Again we fear the influence of Dr. Emmons because he is a master of subtle dialectics. No man reasons more clearly, more ingeniously, or more speciously. No man better knows how to assume the point, at the very moment when the opponent is least expecting such a turn. The countenance is so open, the mien so erect, and the manipulation so bold and unembarrassed, that you never dream of legerdemain. The ratiocination of Dr. Emmons most nearly resembles those chains of mathematical reasoning which brings out startling and even opposite conclusions; they occupy, enchain, exercise and astound the mind, but they do not convince. We doubt not, there are to this day many who think they have been made willing to be damned; they have yielded to the seeming proof, notwithstanding the never-ceasing and healthful revolt of consciousness, reason and grace. We fear the effects of an entangling in any meshes of thin-spun sophistry: the more subtle the more dangerous; the invisible net is worst. We fear the necessity which sound men will be under to unravel these specious tissues, and the metaphysical cast which must thereby be given to theological disquisition. New England has in every portion of her enlightened and happy territory groaned under the influence

of this very evil. Since the days of Edwards it has been true. Far different in our estimate is the sort of thinking there prevalent, from that which marked the era of the Reformed Divines. They too were philosophers. They too handled the scholastic scalpel. Since the days of Aristotle none have more nicely dissected, or more dexterously unfolded every web and tissue. But the materiel of their operations was derived from discourse,' using the term in its higher sense ; from exegesis, from sound authority, and from divine experience. They reasoned with holy awe. It was not from dulness that the great minds of the Dordrecht Synod failed to reach those points which Emmons laid open. They saw them. What was it which they did not see, of the tendencies of their almost unwarranted speculations! They saw and shuddered. They looked over the brink, but they beheld an abyss and they returned. They distrusted their sounding line, when its lead sank into the depths of divinity, and ceased to read off the fathoms, when they found themselves declaring falsehood. They reverenced positive statements of revealed truth, as superseding all argument. Hence, when weary and astounded at the seeming issue of some of their flights, they alighted on the solid supports of revelation. Hence the abundant exegetical discussion in such writers as Calvin, Gomar, Turretine, Witsius, Zanchius, Van Maestricht, Mark and Wyttenbach; while Emmons and the metaphysical divines treat the text of scripture as a mere impertinence; to be cited exoterically, but to be twisted to any meaning or emptied of all.

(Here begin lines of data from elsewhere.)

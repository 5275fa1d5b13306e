use engine::{
    Currency, ErrorKind, Page, TransactionDraft, TransactionKind, TransactionListFilter,
};

mod common;
use common::{OWNER, day, engine_with_db, open_account, record};

async fn seed(engine: &engine::Engine) -> engine::Account {
    let mut account = open_account(engine).await;
    let entries = [
        ("Rent", TransactionKind::Expense, 90_000, day(1, 1), vec!["home", "fixed"]),
        ("Groceries", TransactionKind::Expense, 4_250, day(1, 3), vec!["food"]),
        ("Salary", TransactionKind::Income, 250_000, day(1, 25), vec!["work"]),
        ("groceries again", TransactionKind::Expense, 1_900, day(2, 2), vec!["food", "home"]),
        ("Bonus", TransactionKind::Income, 30_000, day(2, 10), vec!["work", "Fixed"]),
    ];
    for (title, kind, amount, payday, tags) in entries {
        let mut bucket = engine.find_statistic(account.id, payday).await.unwrap();
        let draft = TransactionDraft::new(OWNER, account.id, kind, title, amount, payday).tags(tags);
        engine
            .create_transaction(draft, &mut account, &mut bucket)
            .await
            .unwrap();
    }
    account
}

fn titles(entries: &[engine::Transaction]) -> Vec<&str> {
    entries.iter().map(|e| e.title.as_str()).collect()
}

#[tokio::test]
async fn title_filter_is_case_insensitive_substring() {
    let (engine, _db) = engine_with_db().await;
    seed(&engine).await;

    let filter = TransactionListFilter::default().title("GROCER");
    let entries = engine
        .list_transactions(OWNER, &filter, &Page::default())
        .await
        .unwrap();
    assert_eq!(titles(&entries), vec!["Groceries", "groceries again"]);
}

#[tokio::test]
async fn tag_filter_requires_every_tag() {
    let (engine, _db) = engine_with_db().await;
    seed(&engine).await;

    let filter = TransactionListFilter::default().tags(["Food", "home"]);
    let entries = engine
        .list_transactions(OWNER, &filter, &Page::default())
        .await
        .unwrap();
    assert_eq!(titles(&entries), vec!["groceries again"]);

    // Stored tags are normalized, so mixed-case input still matches.
    let filter = TransactionListFilter::default().tags(["fixed"]);
    let entries = engine
        .list_transactions(OWNER, &filter, &Page::default())
        .await
        .unwrap();
    assert_eq!(titles(&entries), vec!["Rent", "Bonus"]);
}

#[tokio::test]
async fn date_range_is_half_open() {
    let (engine, _db) = engine_with_db().await;
    seed(&engine).await;

    let filter = TransactionListFilter::default().between(Some(day(1, 3)), Some(day(2, 2)));
    let entries = engine
        .list_transactions(OWNER, &filter, &Page::default())
        .await
        .unwrap();
    assert_eq!(titles(&entries), vec!["Groceries", "Salary"]);

    let filter = TransactionListFilter::default().between(Some(day(2, 2)), None);
    assert_eq!(engine.count_transactions(OWNER, &filter).await.unwrap(), 2);

    let filter = TransactionListFilter::default().between(Some(day(2, 2)), Some(day(2, 2)));
    let err = engine
        .list_transactions(OWNER, &filter, &Page::default())
        .await
        .unwrap_err();
    assert_eq!(err.kind(), ErrorKind::InvalidInput);
}

#[tokio::test]
async fn predicates_combine_with_and() {
    let (engine, _db) = engine_with_db().await;
    seed(&engine).await;

    let filter = TransactionListFilter::default()
        .title("o")
        .tags(["work"])
        .between(Some(day(2, 1)), None);
    let entries = engine
        .list_transactions(OWNER, &filter, &Page::default())
        .await
        .unwrap();
    assert_eq!(titles(&entries), vec!["Bonus"]);
}

#[tokio::test]
async fn sorting_and_pagination() {
    let (engine, _db) = engine_with_db().await;
    seed(&engine).await;
    let filter = TransactionListFilter::default();

    let page = Page::new(1, 2).sort("-amount");
    let first = engine.list_transactions(OWNER, &filter, &page).await.unwrap();
    assert_eq!(titles(&first), vec!["Salary", "Rent"]);

    let page = Page::new(2, 2).sort("-amount");
    let second = engine.list_transactions(OWNER, &filter, &page).await.unwrap();
    assert_eq!(titles(&second), vec!["Bonus", "Groceries"]);

    let page = Page::new(3, 2).sort("-amount");
    let third = engine.list_transactions(OWNER, &filter, &page).await.unwrap();
    assert_eq!(titles(&third), vec!["groceries again"]);

    let page = Page::new(1, 10).sort("payday");
    let by_day = engine.list_transactions(OWNER, &filter, &page).await.unwrap();
    assert_eq!(by_day.first().unwrap().title, "Rent");
    assert_eq!(by_day.last().unwrap().title, "Bonus");

    let err = engine
        .list_transactions(OWNER, &filter, &Page::new(1, 10).sort("user_id"))
        .await
        .unwrap_err();
    assert_eq!(err.kind(), ErrorKind::InvalidInput);

    let err = engine
        .list_transactions(OWNER, &filter, &Page::new(1, 101))
        .await
        .unwrap_err();
    assert_eq!(err.kind(), ErrorKind::InvalidInput);
}

#[tokio::test]
async fn ties_are_broken_by_id() {
    let (engine, _db) = engine_with_db().await;
    let mut account = open_account(&engine).await;
    let a = record(&engine, &mut account, TransactionKind::Expense, 500, day(5, 1)).await;
    let b = record(&engine, &mut account, TransactionKind::Expense, 500, day(5, 1)).await;
    let c = record(&engine, &mut account, TransactionKind::Expense, 500, day(5, 1)).await;

    let page = Page::new(1, 10).sort("-amount");
    let entries = engine
        .list_transactions(OWNER, &TransactionListFilter::default(), &page)
        .await
        .unwrap();
    let ids: Vec<i64> = entries.iter().map(|e| e.id).collect();
    assert_eq!(ids, vec![a.id, b.id, c.id]);
}

#[tokio::test]
async fn listing_is_scoped_to_owner_and_account() {
    let (engine, _db) = engine_with_db().await;
    let account = seed(&engine).await;
    let mut other = engine
        .new_account(OWNER + 1, "Theirs", None, Currency::Usd)
        .await
        .unwrap();
    let mut bucket = engine.find_statistic(other.id, day(1, 1)).await.unwrap();
    let draft = TransactionDraft::new(
        OWNER + 1,
        other.id,
        TransactionKind::Income,
        "Salary",
        1_000,
        day(1, 1),
    );
    engine
        .create_transaction(draft, &mut other, &mut bucket)
        .await
        .unwrap();

    let filter = TransactionListFilter::default();
    assert_eq!(engine.count_transactions(OWNER, &filter).await.unwrap(), 5);
    assert_eq!(engine.count_transactions(OWNER + 1, &filter).await.unwrap(), 1);

    let theirs = engine
        .list_account_transactions(other.id, &filter, &Page::default())
        .await
        .unwrap();
    assert_eq!(theirs.len(), 1);
    let ours = engine
        .list_account_transactions(account.id, &filter.title("salary"), &Page::default())
        .await
        .unwrap();
    assert_eq!(titles(&ours), vec!["Salary"]);
}

#[tokio::test]
async fn statistics_range_and_summary() {
    let (engine, _db) = engine_with_db().await;
    let account = seed(&engine).await;

    let buckets = engine
        .list_statistics(account.id, day(1, 1), day(2, 1))
        .await
        .unwrap();
    let dates: Vec<_> = buckets.iter().map(|b| b.date).collect();
    assert_eq!(dates, vec![day(1, 1), day(1, 3), day(1, 25)]);

    let summary = engine
        .summarize_statistics(account.id, day(1, 1), day(3, 1))
        .await
        .unwrap();
    assert_eq!(summary.days, 5);
    assert_eq!(summary.earning, 280_000);
    assert_eq!(summary.spending, 96_150);
    assert_eq!(summary.net(), account.balance());

    let err = engine
        .list_statistics(account.id, day(2, 1), day(1, 1))
        .await
        .unwrap_err();
    assert_eq!(err.kind(), ErrorKind::InvalidInput);

    let err = engine
        .statistic_by_date(account.id, day(12, 31))
        .await
        .unwrap_err();
    assert_eq!(err.kind(), ErrorKind::NotFound);
}

#[tokio::test]
async fn accounts_crud() {
    let (engine, _db) = engine_with_db().await;
    let main = seed(&engine).await;
    let savings = engine
        .new_account(OWNER, "  Savings ", Some(" "), Currency::Gbp)
        .await
        .unwrap();
    assert_eq!(savings.title, "Savings");
    assert_eq!(savings.description, None);
    assert_eq!(savings.version, 1);

    let listed = engine
        .list_accounts(OWNER, &Page::default().sort("-title"))
        .await
        .unwrap();
    let names: Vec<_> = listed.iter().map(|a| a.title.as_str()).collect();
    assert_eq!(names, vec!["Savings", "Main"]);

    let mut renamed = savings.clone();
    renamed.title = "Rainy day".to_string();
    assert_eq!(engine.update_account(&mut renamed).await.unwrap(), 2);
    let mut stale = savings.clone();
    stale.title = "Lost".to_string();
    let err = engine.update_account(&mut stale).await.unwrap_err();
    assert_eq!(err.kind(), ErrorKind::EditConflict);
    assert_eq!(stale.version, 1);

    let err = engine.delete_account(main.id, OWNER + 1).await.unwrap_err();
    assert_eq!(err.kind(), ErrorKind::NotFound);

    engine.delete_account(main.id, OWNER).await.unwrap();
    assert_eq!(
        engine.account(main.id).await.unwrap_err().kind(),
        ErrorKind::NotFound
    );
    let filter = TransactionListFilter::default();
    assert_eq!(engine.count_transactions(OWNER, &filter).await.unwrap(), 0);
    let buckets = engine
        .list_statistics(main.id, day(1, 1), day(12, 31))
        .await
        .unwrap();
    assert!(buckets.is_empty());
}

In speaking so highly as we have done of the close reasoning of Dr. Emmons, and in thus exalting its power, we must not be understood to represent it as fairand conclusive. If it were fair and conclusive, its results would be truth ; but our complaint is, that, so far as they are peculiar, the results are false. And there is always cause to fear the ingenious statement of error. Error is always and only evil. Every assertion-the merest assertion of a false proposition is evil: hence the enormity of all falsehood. But when such assertion is accompanied by a display of reasons, neat, bright, concatenated, apparently inseparable from the premises, from one another, and from the conclusion, the danger is greatly increased. Besides the few who will be misled by the argument, there are the many who will be captivated by the show of it. The evil is all the greater, when the false

hoods are engrafted on truth, or as in the present instance, when they borrow the name of an accredited system. How easily may the young student of theology be led into absurdity and error who comes to the study of Emmons, believing him to be only a profounder and more consistent Calvin !

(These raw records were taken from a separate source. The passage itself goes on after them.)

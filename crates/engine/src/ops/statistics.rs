use chrono::NaiveDate;
use sea_orm::{ActiveModelTrait, ConnectionTrait, QueryFilter, QueryOrder, SqlErr, prelude::*};

use crate::{
    EngineError, ResultEngine, Statistic, StatisticLookup, StatisticSummary, delta::Delta,
    statistics, versioned::compare_and_swap,
};

use super::Engine;

pub(super) async fn find_statistic_row<C>(
    conn: &C,
    account_id: i64,
    date: NaiveDate,
) -> ResultEngine<StatisticLookup>
where
    C: ConnectionTrait,
{
    let model = statistics::Entity::find()
        .filter(statistics::Column::AccountId.eq(account_id))
        .filter(statistics::Column::Date.eq(date))
        .one(conn)
        .await?;
    Ok(model.map(Statistic::from).into())
}

/// Stores a new bucket.
///
/// Losing a race against another writer creating the same `(account, date)`
/// bucket is reported as an edit conflict, like any other lost write.
pub(super) async fn insert_statistic<C>(conn: &C, stat: &Statistic) -> ResultEngine<Statistic>
where
    C: ConnectionTrait,
{
    let mut active = statistics::ActiveModel::from(stat);
    active.version = sea_orm::ActiveValue::Set(1);
    match active.insert(conn).await {
        Ok(model) => Ok(Statistic::from(model)),
        Err(err) => match err.sql_err() {
            Some(SqlErr::UniqueConstraintViolation(_)) => {
                tracing::debug!(
                    account_id = stat.account_id,
                    date = %stat.date,
                    "statistic bucket created concurrently"
                );
                Err(EngineError::conflict("statistic"))
            }
            _ => Err(err.into()),
        },
    }
}

/// Adds `delta` to the bucket of `date`, creating the bucket when the day
/// has none yet.
pub(super) async fn add_to_bucket<C>(
    conn: &C,
    account_id: i64,
    date: NaiveDate,
    delta: Delta,
) -> ResultEngine<Statistic>
where
    C: ConnectionTrait,
{
    match find_statistic_row(conn, account_id, date).await? {
        StatisticLookup::Existing(mut stat) => {
            stat.apply(delta)?;
            compare_and_swap(conn, &mut stat).await?;
            Ok(stat)
        }
        StatisticLookup::Absent => {
            let mut stat = Statistic::empty(account_id, date);
            stat.apply(delta)?;
            insert_statistic(conn, &stat).await
        }
    }
}

pub(super) async fn list_statistic_rows<C>(
    conn: &C,
    account_id: i64,
    after: NaiveDate,
    before: NaiveDate,
) -> ResultEngine<Vec<Statistic>>
where
    C: ConnectionTrait,
{
    if after >= before {
        return Err(EngineError::InvalidInput(
            "invalid range: after must be < before".to_string(),
        ));
    }
    let models = statistics::Entity::find()
        .filter(statistics::Column::AccountId.eq(account_id))
        .filter(statistics::Column::Date.gte(after))
        .filter(statistics::Column::Date.lt(before))
        .order_by_asc(statistics::Column::Date)
        .all(conn)
        .await?;
    Ok(models.into_iter().map(Statistic::from).collect())
}

impl Engine {
    /// Returns the bucket of `date`, or `KeyNotFound` when the day has none.
    pub async fn statistic_by_date(
        &self,
        account_id: i64,
        date: NaiveDate,
    ) -> ResultEngine<Statistic> {
        self.find_statistic(account_id, date)
            .await?
            .into_existing()
            .ok_or_else(|| EngineError::not_found("statistic"))
    }

    /// Looks up the bucket of `date`.
    ///
    /// This is the snapshot [`Engine::create_transaction`] expects: an
    /// `Absent` bucket is created together with the entry.
    pub async fn find_statistic(
        &self,
        account_id: i64,
        date: NaiveDate,
    ) -> ResultEngine<StatisticLookup> {
        find_statistic_row(&self.database, account_id, date).await
    }

    /// Buckets with `after <= date < before`, oldest first.
    pub async fn list_statistics(
        &self,
        account_id: i64,
        after: NaiveDate,
        before: NaiveDate,
    ) -> ResultEngine<Vec<Statistic>> {
        list_statistic_rows(&self.database, account_id, after, before).await
    }

    /// Totals of the buckets with `after <= date < before`.
    pub async fn summarize_statistics(
        &self,
        account_id: i64,
        after: NaiveDate,
        before: NaiveDate,
    ) -> ResultEngine<StatisticSummary> {
        let stats = self.list_statistics(account_id, after, before).await?;
        Ok(stats.iter().collect())
    }
}
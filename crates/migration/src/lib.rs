pub use sea_orm_migration::prelude::*;

mod m20240105_000000_init;

pub struct Migrator;

#[async_trait::async_trait]
impl MigratorTrait for Migrator {
    fn migrations() -> Vec<Box<dyn MigrationTrait>> {
        vec![Box::new(m20240105_000000_init::Migration)]
    }
}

No system of theological opinion has been more fully refuted than that of Dr. Emmons: and none has given more clear indications of approaching dissolution. Single positions indeed, such as that all sin is voluntary action, will continue to be a part of other and more cunning theories, but Emmonism, properly so called, has ceased to propagate itself. Its casual entrance into a theological school, even of New England, in insulated rustic students, is as strange and incongruous as the apparition of Banquo at the feast. Other forms of error possess the public mind. But nevertheless, the republication of these speculations in a new and attractive shape will awaken a temporary attention, vex the minds of inquirers, puzzle the unwary, and cause experienced polemics to take down their old armour.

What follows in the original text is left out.